* **PROBLEM**
Type out every line of the data again, exactly.

* **GIVEN DATA**
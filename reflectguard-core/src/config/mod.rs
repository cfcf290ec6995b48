//! Configuration for reflectguard. TOML-based, no CLI layer.

pub mod checker_config;

pub use checker_config::CheckerConfig;
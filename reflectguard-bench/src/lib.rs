//! # reflectguard-bench
//!
//! Benchmarks for the reflectguard checker engine.
//! 4-level benchmark framework:
//! - **Micro**: Criterion-based function-level benchmarks
//! - **Component**: Single-query benchmarks (one of forward/backward/equality)
//! - **System**: Whole-function, many-query benchmarks
//! - **Regression**: CI-tracked benchmarks with baseline comparison
//!
//! Contains shared synthetic CFG generators and a structured benchmark
//! result type with regression detection.

pub mod fixtures;

/// Benchmark level — determines scope and CI behavior.
#[derive(Debug, Clone, Copy, PartialEq, Eq, serde::Serialize, serde::Deserialize)]
pub enum BenchLevel {
    /// Function-level microbenchmarks (criterion). Run locally.
    Micro,
    /// Single-query integration benchmarks. Run in CI.
    Component,
    /// Whole-function, many-query benchmarks. Run in CI nightly.
    System,
    /// Baseline-compared regression benchmarks. Block CI on regression.
    Regression,
}

impl BenchLevel {
    pub fn as_str(&self) -> &'static str {
        match self {
            Self::Micro => "micro",
            Self::Component => "component",
            Self::System => "system",
            Self::Regression => "regression",
        }
    }

    /// Whether this level should block CI on regression.
    pub fn blocks_ci(&self) -> bool {
        matches!(self, Self::Regression)
    }

    /// Default regression threshold (percentage slower than baseline).
    pub fn regression_threshold(&self) -> f64 {
        match self {
            Self::Micro => 0.20,      // 20% regression allowed
            Self::Component => 0.50,  // 50% regression allowed
            Self::System => 1.00,     // 2x baseline allowed
            Self::Regression => 0.10, // 10% regression blocks CI
        }
    }
}

/// Benchmark result for CI comparison.
#[derive(Debug, Clone, serde::Serialize, serde::Deserialize)]
pub struct BenchResult {
    pub name: String,
    pub level: BenchLevel,
    pub duration_ms: f64,
    pub iterations: u64,
    pub throughput: Option<f64>,
}

impl BenchResult {
    /// Check if this result regresses vs a baseline.
    pub fn regresses_vs(&self, baseline: &BenchResult) -> bool {
        if baseline.duration_ms <= 0.0 {
            return false;
        }
        let ratio = self.duration_ms / baseline.duration_ms;
        ratio > (1.0 + self.level.regression_threshold())
    }
}
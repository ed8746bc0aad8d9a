//! Shared data model (§3): configuration, result record and its constituent
//! parts. Sizes and field meanings are normative; layout here is the
//! idiomatic Rust choice.

use serde::{Deserialize, Serialize};

use crate::fault::FaultSet;
use crate::stats::LatencyStats;
use crate::timer::TimerSource;

pub const CB_MAX_SAMPLES: usize = 1_000_000;
pub const SCHEMA_VERSION: u32 = 1;

/// Benchmark run configuration (§6 "Configuration defaults").
#[derive(Debug, Clone, Serialize, Deserialize)]
#[serde(default)]
pub struct Config {
    pub warmup_iterations: u32,
    pub measure_iterations: u32,
    pub batch_size: u32,
    pub timer_source: TimerSource,
    pub verify_outputs: bool,
    pub collect_histogram: bool,
    pub histogram_bins: u32,
    pub histogram_min_ns: u64,
    pub histogram_max_ns: u64,
    pub monitor_environment: bool,
    pub model_path: Option<String>,
    pub data_path: Option<String>,
    pub golden_path: Option<String>,
    pub output_path: Option<String>,
}

impl Default for Config {
    fn default() -> Self {
        Config {
            warmup_iterations: 100,
            measure_iterations: 1000,
            batch_size: 1,
            timer_source: TimerSource::Auto,
            verify_outputs: true,
            collect_histogram: false,
            histogram_bins: 100,
            histogram_min_ns: 0,
            histogram_max_ns: 10_000_000,
            monitor_environment: true,
            model_path: None,
            data_path: None,
            golden_path: None,
            output_path: None,
        }
    }
}

/// Throughput figures derived from latency stats and `batch_size` (§3).
#[derive(Debug, Clone, Copy, Default, Serialize, Deserialize)]
pub struct Throughput {
    pub inferences_per_sec: u64,
    pub samples_per_sec: u64,
    pub bytes_per_sec: u64,
    pub batch_size: u32,
}

/// Fixed-range bin counts, rendered for reporting. `bin_counts` is
/// caller-sized at construction time — never resized mid-run.
#[derive(Debug, Clone, Serialize, Deserialize)]
pub struct HistogramSnapshot {
    pub min_ns: u64,
    pub max_ns: u64,
    pub bin_width_ns: u64,
    pub bin_counts: Vec<u64>,
    pub underflow_count: u64,
    pub overflow_count: u64,
}

/// Optional hardware performance counter snapshot. Platform-conditional;
/// absence never invalidates a result (§9).
#[derive(Debug, Clone, Copy, Default, Serialize, Deserialize)]
pub struct HwCounterSnapshot {
    pub instructions: Option<u64>,
    pub cycles: Option<u64>,
    pub cache_misses: Option<u64>,
    pub branch_misses: Option<u64>,
}

/// A single environmental reading (§6 "Environmental probe").
#[derive(Debug, Clone, Copy, Default, Serialize, Deserialize)]
pub struct EnvReading {
    pub timestamp_ns: u64,
    pub cpu_freq_hz: u64,
    pub cpu_temp_millidegrees_c: i64,
    pub throttle_count: u64,
}

/// Start/end environmental snapshot pair plus derived stability verdict.
#[derive(Debug, Clone, Copy, Default, Serialize, Deserialize)]
pub struct EnvironmentSummary {
    pub start: EnvReading,
    pub end: EnvReading,
    pub min_freq_hz: u64,
    pub max_freq_hz: u64,
    pub min_temp_millidegrees_c: i64,
    pub max_temp_millidegrees_c: i64,
    pub total_throttle_events: u64,
    pub thermal_drift: bool,
}

/// Platform identification (§6 "Platform probe").
#[derive(Debug, Clone, Default, Serialize, Deserialize)]
pub struct PlatformInfo {
    pub platform_tag: String,
    pub cpu_model: String,
    pub cpu_freq_mhz: u32,
}

/// A fully populated benchmark result (§3 "Result record").
#[derive(Debug, Clone, Serialize, Deserialize)]
pub struct ResultRecord {
    pub schema_version: u32,
    pub platform: PlatformInfo,
    pub config: Config,
    pub latency: LatencyStats,
    pub throughput: Throughput,
    pub hw_counters: Option<HwCounterSnapshot>,
    pub environment: Option<EnvironmentSummary>,
    pub histogram: Option<HistogramSnapshot>,
    pub determinism_verified: bool,
    pub verification_failures: u64,
    pub output_hash: String,
    pub result_hash: String,
    pub benchmark_start_ns: u64,
    pub benchmark_end_ns: u64,
    pub benchmark_duration_ns: u64,
    pub wall_clock_unix_secs: u64,
    pub faults: FaultSet,
}

impl ResultRecord {
    /// A result is valid iff no hard fault is set and every output verified.
    pub fn is_valid(&self) -> bool {
        !self.faults.has_hard_fault() && self.verification_failures == 0
    }
}

/// A pre-computed expected output used to gate a run as deterministic (§6).
#[derive(Debug, Clone, Serialize, Deserialize)]
pub struct GoldenReference {
    pub version: u32,
    pub format: String,
    pub output_hash: String,
    pub sample_count: Option<u64>,
    pub output_size: Option<u64>,
    pub platform: Option<String>,
}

* **OUTPUT OF THE EXERCISE**
filename reflectguard-core/src/config/mod.rs
repository cfcf290ec6995b48
//! Configuration for reflectguard. TOML-based, no CLI layer.

pub mod checker_config;

pub use checker_config::CheckerConfig;
filename reflectguard-bench/src/lib.rs
//! # reflectguard-bench
//!
//! Benchmarks for the reflectguard checker engine.
//! 4-level benchmark framework:
//! - **Micro**: Criterion-based function-level benchmarks
//! - **Component**: Single-query benchmarks (one of forward/backward/equality)
//! - **System**: Whole-function, many-query benchmarks
//! - **Regression**: CI-tracked benchmarks with baseline comparison
//!
//! Contains shared synthetic CFG generators and a structured benchmark
//! result type with regression detection.

pub mod fixtures;

/// Benchmark level — determines scope and CI behavior.
#[derive(Debug, Clone, Copy, PartialEq, Eq, serde::Serialize, serde::Deserialize)]
pub enum BenchLevel {
    /// Function-level microbenchmarks (criterion). Run locally.
    Micro,
    /// Single-query integration benchmarks. Run in CI.
    Component,
    /// Whole-function, many-query benchmarks. Run in CI nightly.
    System,
    /// Baseline-compared regression benchmarks. Block CI on regression.
    Regression,
}

impl BenchLevel {
    pub fn as_str(&self) -> &'static str {
        match self {
            Self::Micro => "micro",
            Self::Component => "component",
            Self::System => "system",
            Self::Regression => "regression",
        }
    }

    /// Whether this level should block CI on regression.
    pub fn blocks_ci(&self) -> bool {
        matches!(self, Self::Regression)
    }

    /// Default regression threshold (percentage slower than baseline).
    pub fn regression_threshold(&self) -> f64 {
        match self {
            Self::Micro => 0.20,      // 20% regression allowed
            Self::Component => 0.50,  // 50% regression allowed
            Self::System => 1.00,     // 2x baseline allowed
            Self::Regression => 0.10, // 10% regression blocks CI
        }
    }
}

/// Benchmark result for CI comparison.
#[derive(Debug, Clone, serde::Serialize, serde::Deserialize)]
pub struct BenchResult {
    pub name: String,
    pub level: BenchLevel,
    pub duration_ms: f64,
    pub iterations: u64,
    pub throughput: Option<f64>,
}

impl BenchResult {
    /// Check if this result regresses vs a baseline.
    pub fn regresses_vs(&self, baseline: &BenchResult) -> bool {
        if baseline.duration_ms <= 0.0 {
            return false;
        }
        let ratio = self.duration_ms / baseline.duration_ms;
        ratio > (1.0 + self.level.regression_threshold())
    }
}
repository ed8746bc0aad8d9a
//! Shared data model (§3): configuration, result record and its constituent
//! parts. Sizes and field meanings are normative; layout here is the
//! idiomatic Rust choice.

use serde::{Deserialize, Serialize};

use crate::fault::FaultSet;
use crate::stats::LatencyStats;
use crate::timer::TimerSource;

pub const CB_MAX_SAMPLES: usize = 1_000_000;
pub const SCHEMA_VERSION: u32 = 1;

/// Benchmark run configuration (§6 "Configuration defaults").
#[derive(Debug, Clone, Serialize, Deserialize)]
#[serde(default)]
pub struct Config {
    pub warmup_iterations: u32,
    pub measure_iterations: u32,
    pub batch_size: u32,
    pub timer_source: TimerSource,
    pub verify_outputs: bool,
    pub collect_histogram: bool,
    pub histogram_bins: u32,
    pub histogram_min_ns: u64,
    pub histogram_max_ns: u64,
    pub monitor_environment: bool,
    pub model_path: Option<String>,
    pub data_path: Option<String>,
    pub golden_path: Option<String>,
    pub output_path: Option<String>,
}

impl Default for Config {
    fn default() -> Self {
        Config {
            warmup_iterations: 100,
            measure_iterations: 1000,
            batch_size: 1,
            timer_source: TimerSource::Auto,
            verify_outputs: true,
            collect_histogram: false,
            histogram_bins: 100,
            histogram_min_ns: 0,
            histogram_max_ns: 10_000_000,
            monitor_environment: true,
            model_path: None,
            data_path: None,
            golden_path: None,
            output_path: None,
        }
    }
}

/// Throughput figures derived from latency stats and `batch_size` (§3).
#[derive(Debug, Clone, Copy, Default, Serialize, Deserialize)]
pub struct Throughput {
    pub inferences_per_sec: u64,
    pub samples_per_sec: u64,
    pub bytes_per_sec: u64,
    pub batch_size: u32,
}

/// Fixed-range bin counts, rendered for reporting. `bin_counts` is
/// caller-sized at construction time — never resized mid-run.
#[derive(Debug, Clone, Serialize, Deserialize)]
pub struct HistogramSnapshot {
    pub min_ns: u64,
    pub max_ns: u64,
    pub bin_width_ns: u64,
    pub bin_counts: Vec<u64>,
    pub underflow_count: u64,
    pub overflow_count: u64,
}

/// Optional hardware performance counter snapshot. Platform-conditional;
/// absence never invalidates a result (§9).
#[derive(Debug, Clone, Copy, Default, Serialize, Deserialize)]
pub struct HwCounterSnapshot {
    pub instructions: Option<u64>,
    pub cycles: Option<u64>,
    pub cache_misses: Option<u64>,
    pub branch_misses: Option<u64>,
}

/// A single environmental reading (§6 "Environmental probe").
#[derive(Debug, Clone, Copy, Default, Serialize, Deserialize)]
pub struct EnvReading {
    pub timestamp_ns: u64,
    pub cpu_freq_hz: u64,
    pub cpu_temp_millidegrees_c: i64,
    pub throttle_count: u64,
}

/// Start/end environmental snapshot pair plus derived stability verdict.
#[derive(Debug, Clone, Copy, Default, Serialize, Deserialize)]
pub struct EnvironmentSummary {
    pub start: EnvReading,
    pub end: EnvReading,
    pub min_freq_hz: u64,
    pub max_freq_hz: u64,
    pub min_temp_millidegrees_c: i64,
    pub max_temp_millidegrees_c: i64,
    pub total_throttle_events: u64,
    pub thermal_drift: bool,
}

/// Platform identification (§6 "Platform probe").
#[derive(Debug, Clone, Default, Serialize, Deserialize)]
pub struct PlatformInfo {
    pub platform_tag: String,
    pub cpu_model: String,
    pub cpu_freq_mhz: u32,
}

/// A fully populated benchmark result (§3 "Result record").
#[derive(Debug, Clone, Serialize, Deserialize)]
pub struct ResultRecord {
    pub schema_version: u32,
    pub platform: PlatformInfo,
    pub config: Config,
    pub latency: LatencyStats,
    pub throughput: Throughput,
    pub hw_counters: Option<HwCounterSnapshot>,
    pub environment: Option<EnvironmentSummary>,
    pub histogram: Option<HistogramSnapshot>,
    pub determinism_verified: bool,
    pub verification_failures: u64,
    pub output_hash: String,
    pub result_hash: String,
    pub benchmark_start_ns: u64,
    pub benchmark_end_ns: u64,
    pub benchmark_duration_ns: u64,
    pub wall_clock_unix_secs: u64,
    pub faults: FaultSet,
}

impl ResultRecord {
    /// A result is valid iff no hard fault is set and every output verified.
    pub fn is_valid(&self) -> bool {
        !self.faults.has_hard_fault() && self.verification_failures == 0
    }
}

/// A pre-computed expected output used to gate a run as deterministic (§6).
#[derive(Debug, Clone, Serialize, Deserialize)]
pub struct GoldenReference {
    pub version: u32,
    pub format: String,
    pub output_hash: String,
    pub sample_count: Option<u64>,
    pub output_size: Option<u64>,
    pub platform: Option<String>,
}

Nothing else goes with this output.